5. Preliminarmente va disposta la riunione dei due appelli, a’ sensi dell’art. 96, comma 1, cod. proc. amm.
6.1. Tutto ciò doverosamente premesso, vanno innanzitutto respinti i motivi di appello con i quali è stata dedotta l’irricevibilità del ricorso proposto in primo grado.
A tale riguardo nella sentenza impugnata si legge che “la tardività risulterebbe dal fatto che già nel gennaio 2008 l’istante avrebbe avuto perfetta consapevolezza delle caratteristiche del nuovo immobile, oggetto del permesso di costruire, e quindi della lesività dell'atto autorizzatorio, come dimostrerebbe la nota del 10 gennaio 2008 diretta al controinteressato. Il Collegio però ritiene che da tale lettera non si possa dedurre in modo inequivocabile che il ricorrente conoscesse gli elementi salienti della costruzione come progettata e autorizzata, i cui lavori erano appena iniziati” (cfr. ivi, pag. 4).
Secondo la comune prospettazione delle parti appellanti, il Sarcina avrebbe dimostrato di aver avuto piena conoscenza del titolo edilizio da lui impugnato già alla data del 7 gennaio 2008, posto che egli ha inoltrato tre giorni più tardi, ossia il 10 gennaio 2008, una lettera all’Ing. Pasquale in cui ammette di aver appreso – per l’appunto, il 7 gennaio 2008 – la circostanza dell’avvenuto inizio dei lavori, rivendicando contestualmente l’esistenza di un diritto di veduta sul lastrico solare interessato dai lavori di costruzione intrapresi dal medesimo Ing. Pasquale.
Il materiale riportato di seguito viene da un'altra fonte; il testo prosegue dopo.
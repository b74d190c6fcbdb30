//! Pairwise service-dependency weights.
//!
//! A heatmap maps directed service pairs to a strength the fitness
//! evaluator uses to reward co-location. Two sources:
//!
//! - raw call counts ([`Heatmap::from_call_counts`])
//! - invocation-chain dependency strength (DepIC, [`dep_ic_heatmap`]):
//!   services that ride the same call chains depend on each other more
//!   than their direct call count shows.

use std::collections::{BTreeSet, HashMap};
use std::fs;
use std::path::Path;

use tracing::debug;

use crate::calls::{CallKey, count_service_calls};
use crate::error::{TraceError, TraceResult};
use crate::types::TraceSet;

const CSV_HEADER: &str = "from,to,value";

/// Read-only `(service, service) → weight` table.
#[derive(Debug, Clone, Default, PartialEq)]
pub struct Heatmap {
    weights: HashMap<(String, String), f64>,
}

impl Heatmap {
    pub fn new() -> Self {
        Self::default()
    }

    pub fn insert(&mut self, from: &str, to: &str, weight: f64) {
        self.weights
            .insert((from.to_string(), to.to_string()), weight);
    }

    pub fn get(&self, from: &str, to: &str) -> Option<f64> {
        self.weights
            .get(&(from.to_string(), to.to_string()))
            .copied()
    }

    pub fn iter(&self) -> impl Iterator<Item = (&str, &str, f64)> {
        self.weights
            .iter()
            .map(|((from, to), weight)| (from.as_str(), to.as_str(), *weight))
    }

    pub fn len(&self) -> usize {
        self.weights.len()
    }

    pub fn is_empty(&self) -> bool {
        self.weights.is_empty()
    }

    /// Build a heatmap directly from recorded call counts.
    pub fn from_call_counts(counts: &HashMap<CallKey, u64>) -> Self {
        let mut heatmap = Self::new();
        for (key, count) in counts {
            heatmap.insert(&key.from, &key.to, *count as f64);
        }
        heatmap
    }

    /// Load a `from,to,value` CSV heatmap.
    pub fn from_csv(path: &Path) -> TraceResult<Self> {
        let raw = fs::read_to_string(path).map_err(|source| TraceError::Io {
            path: path.to_path_buf(),
            source,
        })?;

        let mut heatmap = Self::new();
        for (idx, line) in raw.lines().enumerate() {
            if idx == 0 {
                // Header row.
                continue;
            }
            if line.trim().is_empty() {
                continue;
            }
            let mut parts = line.splitn(3, ',');
            let (Some(from), Some(to), Some(value)) = (parts.next(), parts.next(), parts.next())
            else {
                return Err(TraceError::HeatmapRow {
                    path: path.to_path_buf(),
                    line: idx + 1,
                    reason: "expected three comma-separated fields".to_string(),
                });
            };
            let weight: f64 = value.trim().parse().map_err(|_| TraceError::HeatmapRow {
                path: path.to_path_buf(),
                line: idx + 1,
                reason: format!("bad weight {value:?}"),
            })?;
            heatmap.insert(from.trim(), to.trim(), weight);
        }

        debug!(path = %path.display(), pairs = heatmap.len(), "loaded heatmap");
        Ok(heatmap)
    }

    /// Write the heatmap as a `from,to,value` CSV, sorted for stable diffs.
    pub fn to_csv(&self, path: &Path) -> TraceResult<()> {
        let mut rows: Vec<(&str, &str, f64)> = self.iter().collect();
        rows.sort_by(|a, b| (a.0, a.1).cmp(&(b.0, b.1)));

        let mut out = String::from(CSV_HEADER);
        out.push('\n');
        for (from, to, weight) in rows {
            out.push_str(&format!("{from},{to},{weight}\n"));
        }

        fs::write(path, out).map_err(|source| TraceError::Io {
            path: path.to_path_buf(),
            source,
        })
    }
}

/// Extract root-to-leaf service chains per trace, with occurrence counts.
///
/// Each trace contributes its service call graph; every root-to-leaf path
/// through that graph counts once. Cycles (possible with noisy parent
/// attribution) are cut at the repeated service.
pub fn invocation_chains(traces: &TraceSet) -> HashMap<Vec<String>, u64> {
    let mut chains: HashMap<Vec<String>, u64> = HashMap::new();

    for trace in &traces.data {
        let mut children: HashMap<&str, BTreeSet<&str>> = HashMap::new();
        let mut callees: BTreeSet<&str> = BTreeSet::new();
        let mut services: BTreeSet<&str> = BTreeSet::new();

        for span in &trace.spans {
            services.insert(span.service_name.as_str());
            if let Some(parent) = span.parent_service.as_deref() {
                if !parent.is_empty() && parent != span.service_name {
                    children
                        .entry(parent)
                        .or_default()
                        .insert(span.service_name.as_str());
                    callees.insert(span.service_name.as_str());
                    services.insert(parent);
                }
            }
        }

        let roots: Vec<&str> = services
            .iter()
            .copied()
            .filter(|s| !callees.contains(s))
            .collect();

        for root in roots {
            let mut path = vec![root];
            walk_chains(root, &children, &mut path, &mut chains);
        }
    }

    chains
}

fn walk_chains<'a>(
    current: &'a str,
    children: &HashMap<&'a str, BTreeSet<&'a str>>,
    path: &mut Vec<&'a str>,
    chains: &mut HashMap<Vec<String>, u64>,
) {
    let next: Vec<&'a str> = children
        .get(current)
        .map(|set| {
            set.iter()
                .copied()
                .filter(|child| !path.contains(child))
                .collect()
        })
        .unwrap_or_default();

    if next.is_empty() {
        let chain: Vec<String> = path.iter().map(|s| s.to_string()).collect();
        *chains.entry(chain).or_insert(0) += 1;
        return;
    }

    for child in next {
        path.push(child);
        walk_chains(child, children, path, chains);
        path.pop();
    }
}

/// Dependency strength of a service pair from invocation chains.
///
/// With `Cd(m)` the share of all direct calls issued by `m`, and `Num(..)`
/// the occurrence counts of chains containing the given service(s):
///
/// `DepIC(a,b) = (1/(Cd(a)+1))·Num(a,b)/Num(a) + (1/(Cd(b)+1))·Num(a,b)/Num(b)`
pub fn dep_ic(
    a: &str,
    b: &str,
    chains: &HashMap<Vec<String>, u64>,
    calls: &HashMap<CallKey, u64>,
) -> f64 {
    let mut num_a = 0u64;
    let mut num_b = 0u64;
    let mut num_ab = 0u64;
    for (chain, count) in chains {
        let has_a = chain.iter().any(|s| s == a);
        let has_b = chain.iter().any(|s| s == b);
        if has_a {
            num_a += count;
        }
        if has_b {
            num_b += count;
        }
        if has_a && has_b {
            num_ab += count;
        }
    }

    let total_calls: u64 = calls.values().sum();
    let calls_from = |service: &str| -> u64 {
        calls
            .iter()
            .filter(|(key, _)| key.from == service)
            .map(|(_, count)| count)
            .sum()
    };
    let cd = |service: &str| -> f64 {
        if total_calls == 0 {
            0.0
        } else {
            calls_from(service) as f64 / total_calls as f64
        }
    };

    const EPSILON: f64 = 1.0;
    let mut strength = 0.0;
    if num_a > 0 {
        strength += (1.0 / (cd(a) + EPSILON)) * (num_ab as f64 / num_a as f64);
    }
    if num_b > 0 {
        strength += (1.0 / (cd(b) + EPSILON)) * (num_ab as f64 / num_b as f64);
    }
    strength
}

/// Compute the full DepIC heatmap over every service pair seen in the
/// trace set. Zero-strength pairs are omitted.
pub fn dep_ic_heatmap(traces: &TraceSet) -> Heatmap {
    let chains = invocation_chains(traces);
    let calls = count_service_calls(traces);

    let mut services: BTreeSet<&str> = BTreeSet::new();
    for trace in &traces.data {
        for span in &trace.spans {
            services.insert(span.service_name.as_str());
        }
    }

    let mut heatmap = Heatmap::new();
    for a in &services {
        for b in &services {
            if a == b {
                continue;
            }
            let strength = dep_ic(a, b, &chains, &calls);
            if strength > 0.0 {
                heatmap.insert(a, b, strength);
            }
        }
    }
    heatmap
}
A tale riguardo, e in relazione alla circostanza che l’atto introduttivo del giudizio di primo grado è stato notificato l’11 marzo 2008, ossia dopo l’asserita scadenza del termine decadenziale di 60 giorni all’epoca contemplato dall’allora vigente art. 21, primo comma, della L. 6 dicembre 1971 n. 1034, le difese delle parti appellanti hanno in particolare richiamato la giurisprudenza secondo cui per l’identificazione del momento in cui si realizza la piena conoscenza ai fini della decorrenza del termine perentorio di sessanta giorni per impugnare il permesso di costruire da parte di terzi viene in primo luogo in rilievo la conoscenza del titolo giuridico che non postula necessariamente la conoscenza di tutti i suoi elementi, essendo sufficiente quella degli elementi essenziali quali l’autorità emanante, la data, il contenuto dispositivo e il suo effetto lesivo, salva la possibilità di proporre motivi aggiunti ove dalla conoscenza integrale del provvedimento e degli atti presupposti emergano ulteriori profili di illegittimità, e ben potendo solo in secondo luogo venire in rilievo la conoscenza della realtà materiale (cfr. sul punto, ad es., Cons. Stato, Sez VI, 18 aprile 2012 n. 2209).
Il Collegio, per parte propria, rileva che tale assunto della giurisprudenza va comunque correlato con l’altrettanto consolidato principio per cui la dimostrazione della tardività del ricorso - e, quindi, della pregressa piena conoscenza degli elementi essenziali dell’atto in capo al destinatario - deve, in ossequio agli ordinari criteri di riparto dell’onere della prova (art. 2697 cod. civ.), essere fornita da chi eccepisce la tardività dell’impugnazione (cfr. sul punto, ex plurimis, Cons. Stato, Sez. IV, 31 maggio 2012 n. 3269); e , anche in disparte dell’ulteriore e parimenti costante giurisprudenza secondo la quale la conoscenza effettiva e completa del titolo edilizio da parte del terzo si verifica di regola con l’ultimazione dei lavori di costruzione dell’immobile e non solo con il loro inizio (cfr. al riguardo, tra le tante e le più recenti, Cons. Stato, Sez. IV, 30 luglio 2012 n. 4287), risulta ben evidente che il Pasquale e l’Amministrazione Comunale non hanno comunque fornito la prova al riguardo richiesta.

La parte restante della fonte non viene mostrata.